こころの元気+ 2019年7月号

だいぶ前になるが、こころの元気+2019年7月号が届いた。
今号の特集は「病院でもリカバリー」なんだけど、入院経験の無い私には全然実感が湧かなかった。

というわけで、普通のリカバリーについて考えてみることにした。
そもそもリカバリーとは何ぞや?ってことなんだけど、Google様にお願いしてみたところ、「国立研究開発法人国立精神・神経医療研究センター 精神保健研究所 地域・司法精神医療研究部」という大変長い組織名のサイトで、良いページを見つけた。その名も『リカバリー(Recovery)』。
ここに、リカバリーとは 人々が生活や仕事、学ぶこと、そして地域社会に参加できるようになる過程であり、またある個人にとってはリカバリーとは障害があっても充実し生産的な生活を送ることができる能力であり、他の個人にとっては症状の減少や緩和である

と定義されていた。リカバリーとは、個々人によってその内容が異なる用語のようだ。

さて、説明文の下にある絵(イラスト)が非常に分かりやすいんだけど、リカバリーにはパーソナルリカバリーと臨床的リカバリーの2種類がある。
私が約25年前にうつ病の治療を受けた頃は、こういった概念はまったく存在せず、まぁ私が診てもらった医師の治療方針なのかもしれないけど、とにかく精神病的症状を完璧に封じ込めることこそが正義で、そのためなら多少の、時には大きな犠牲を支払っても良い、という風潮があった。だから、多剤大量処方は当たり前だったし、抗うつ剤の副作用で、激しい便秘、尿閉、むくみ、眼球上転、呂律が回らない、手が震える等に悩まされて、日常生活に多大な影響を与えていた。それを医師に訴えても、「じゃあ薬止めるの? また鬱の症状が出てもいいの?」と脅迫してくる。
そんな治療に耐えられず、独断で通院を止めてしまった。

ところが、今は主治医にも恵まれているのかもしれないが、こちらが薬を減らしたいと言ったら、よほどのことが無い限り、応じてくれる。太る副作用があれば、どの薬が原因だったか探してくれる。今の主治医の治療でも、結果的に多剤大量処方になってはいるが、私の症状が複雑なことが分かっているから、そこは半分目をつぶっている。妄信はしていないが、少なくとも約25年前の医師よりはマシ、という感じだ。
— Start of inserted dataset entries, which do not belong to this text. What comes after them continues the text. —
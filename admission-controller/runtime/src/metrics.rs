use crate::{
    core::{context::operation_name, EngineResponse},
    dispatch::Webhook,
};
use kube::core::admission::Operation;
use prometheus_client::{
    encoding::EncodeLabelSet,
    metrics::{counter::Counter, family::Family, histogram::Histogram},
    registry::{Registry, Unit},
};
use std::time::Duration;

/// Admission and policy evaluation metrics, updated by the side-effect
/// workers.
#[derive(Clone, Debug)]
pub struct AdmissionMetrics {
    requests: Family<RequestLabels, Counter>,
    review_duration: Family<RequestLabels, Histogram>,
    policy_results: Family<RuleLabels, Counter>,
    policy_duration: Family<PolicyLabels, Histogram>,
}

#[derive(Clone, Debug)]
pub struct DispatchMetrics {
    dropped: Family<EffectLabels, Counter>,
}

#[derive(Clone, Hash, PartialEq, Eq, EncodeLabelSet, Debug)]
struct RequestLabels {
    webhook: &'static str,
    operation: &'static str,
    resource_kind: String,
    allowed: &'static str,
}

#[derive(Clone, Hash, PartialEq, Eq, EncodeLabelSet, Debug)]
struct PolicyLabels {
    policy_name: String,
    policy_namespace: String,
    operation: &'static str,
}

#[derive(Clone, Hash, PartialEq, Eq, EncodeLabelSet, Debug)]
struct RuleLabels {
    policy_name: String,
    policy_namespace: String,
    rule_name: String,
    rule_type: String,
    rule_result: String,
    operation: &'static str,
}

#[derive(Clone, Hash, PartialEq, Eq, EncodeLabelSet, Debug)]
struct EffectLabels {
    effect: &'static str,
}

// === AdmissionMetrics ===

impl AdmissionMetrics {
    pub fn register(reg: &mut Registry) -> Self {
        let requests = Family::<RequestLabels, Counter>::default();
        reg.register(
            "admission_requests",
            "Total number of admission requests handled by a webhook",
            requests.clone(),
        );

        let review_duration = Family::<RequestLabels, Histogram>::new_with_constructor(|| {
            // Requests are bounded by the webhook timeout, which is at most 30s.
            Histogram::new([0.005, 0.01, 0.05, 0.1, 0.5, 1.0, 5.0, 10.0, 30.0])
        });
        reg.register_with_unit(
            "admission_review_duration",
            "Histogram of the time taken to compute an admission verdict",
            Unit::Seconds,
            review_duration.clone(),
        );

        let policy_results = Family::<RuleLabels, Counter>::default();
        reg.register(
            "policy_results",
            "Total number of rule results, by policy, rule and result",
            policy_results.clone(),
        );

        let policy_duration = Family::<PolicyLabels, Histogram>::new_with_constructor(|| {
            Histogram::new([0.001, 0.005, 0.01, 0.05, 0.1, 0.5, 1.0, 5.0])
        });
        reg.register_with_unit(
            "policy_execution_duration",
            "Histogram of the time taken to evaluate a policy against a resource",
            Unit::Seconds,
            policy_duration.clone(),
        );

        Self {
            requests,
            review_duration,
            policy_results,
            policy_duration,
        }
    }

    pub(crate) fn record_review(
        &self,
        webhook: Webhook,
        operation: Operation,
        kind: String,
        allowed: bool,
        duration: Duration,
    ) {
        let labels = RequestLabels {
            webhook: webhook.as_str(),
            operation: operation_name(&operation),
            resource_kind: kind,
            allowed: if allowed { "true" } else { "false" },
        };
        self.requests.get_or_create(&labels).inc();
        self.review_duration
            .get_or_create(&labels)
            .observe(duration.as_secs_f64());
    }

    pub(crate) fn record_policies(&self, operation: &Operation, responses: &[EngineResponse]) {
        let operation = operation_name(operation);
        for er in responses {
            let policy_name = er.policy.name();
            let policy_namespace = er.policy.namespace().unwrap_or_default();
            self.policy_duration
                .get_or_create(&PolicyLabels {
                    policy_name: policy_name.clone(),
                    policy_namespace: policy_namespace.clone(),
                    operation,
                })
                .observe(er.processing_time.as_secs_f64());

            for rule in &er.rules {
                self.policy_results
                    .get_or_create(&RuleLabels {
                        policy_name: policy_name.clone(),
                        policy_namespace: policy_namespace.clone(),
                        rule_name: rule.name.clone(),
                        rule_type: rule.rule_type.to_string(),
                        rule_result: rule.status.to_string(),
                        operation,
                    })
                    .inc();
            }
        }
    }

    #[cfg(test)]
    pub(crate) fn requests(&self, webhook: Webhook, operation: Operation, kind: &str, allowed: bool) -> u64 {
        self.requests
            .get_or_create(&RequestLabels {
                webhook: webhook.as_str(),
                operation: operation_name(&operation),
                resource_kind: kind.to_string(),
                allowed: if allowed { "true" } else { "false" },
            })
            .get()
    }
}

// === DispatchMetrics ===

impl DispatchMetrics {
    pub fn register(reg: &mut Registry) -> Self {
        let dropped = Family::<EffectLabels, Counter>::default();
        reg.register(
            "dispatch_dropped",
            "Total number of side effects dropped because the dispatch queue was full or closed",
            dropped.clone(),
        );
        Self { dropped }
    }

    pub(crate) fn drop_effect(&self, effect: &'static str) {
        self.dropped.get_or_create(&EffectLabels { effect }).inc();
    }

    #[cfg(test)]
    pub(crate) fn dropped(&self, effect: &'static str) -> u64 {
        self.dropped.get_or_create(&EffectLabels { effect }).get()
    }
}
それで、臨床的リカバリーというのは、これはもう十分医療サイドでやってもらっているんだよね。それは実感する。
問題はパーソナルリカバリーのほうで、これがまったくといって良いほど出来ていない。理想はいっぱいあるけど、何一つ実現できていない。作業所も辞めてしまって、次の所が決まっていないし、支援センターも辞めてしまった。唯一残っているのが絵画教室だけど、これもいつまで続くか分からない。
特に就労に関しては、寛解期に出来ていた「週4日、1日8時間勤務、都内へ通勤片道約1時間半」という条件をクリアできない限り、全然満足できないんだけど、もう確実に無理感が出ている。支援センターの担当職員は「大丈夫だよ! 絶対できるって! 何人も見てきた私が言うんだから間違いないよ!」って力強いことを言ってくれるけど、自分のことは自分が良く分かる。無理。

私にとってのリカバリーとは、こころの元気+で書かれていたような内容はもう卒業していて(そもそも入院していなかったわけだから)、それプラスαとなっていく。対人関係は、個人的には昔からあまり人づきあいが良くないというか、密に連絡を取ったり会ったりしたいタイプじゃないので、別に友達がいようがいまいがどうでもいい。それよりは、読書を楽しめること、体調を気にすることなく美術館等へ出かけられること、テレビドラマを1時間通して集中して見られること等が、私が今抱えている課題だ。
これらは簡単そうに見えるが、今の私にはとても難しい。これらが出来るようになって初めて、私のリカバリーが始まるのではないかと思っている。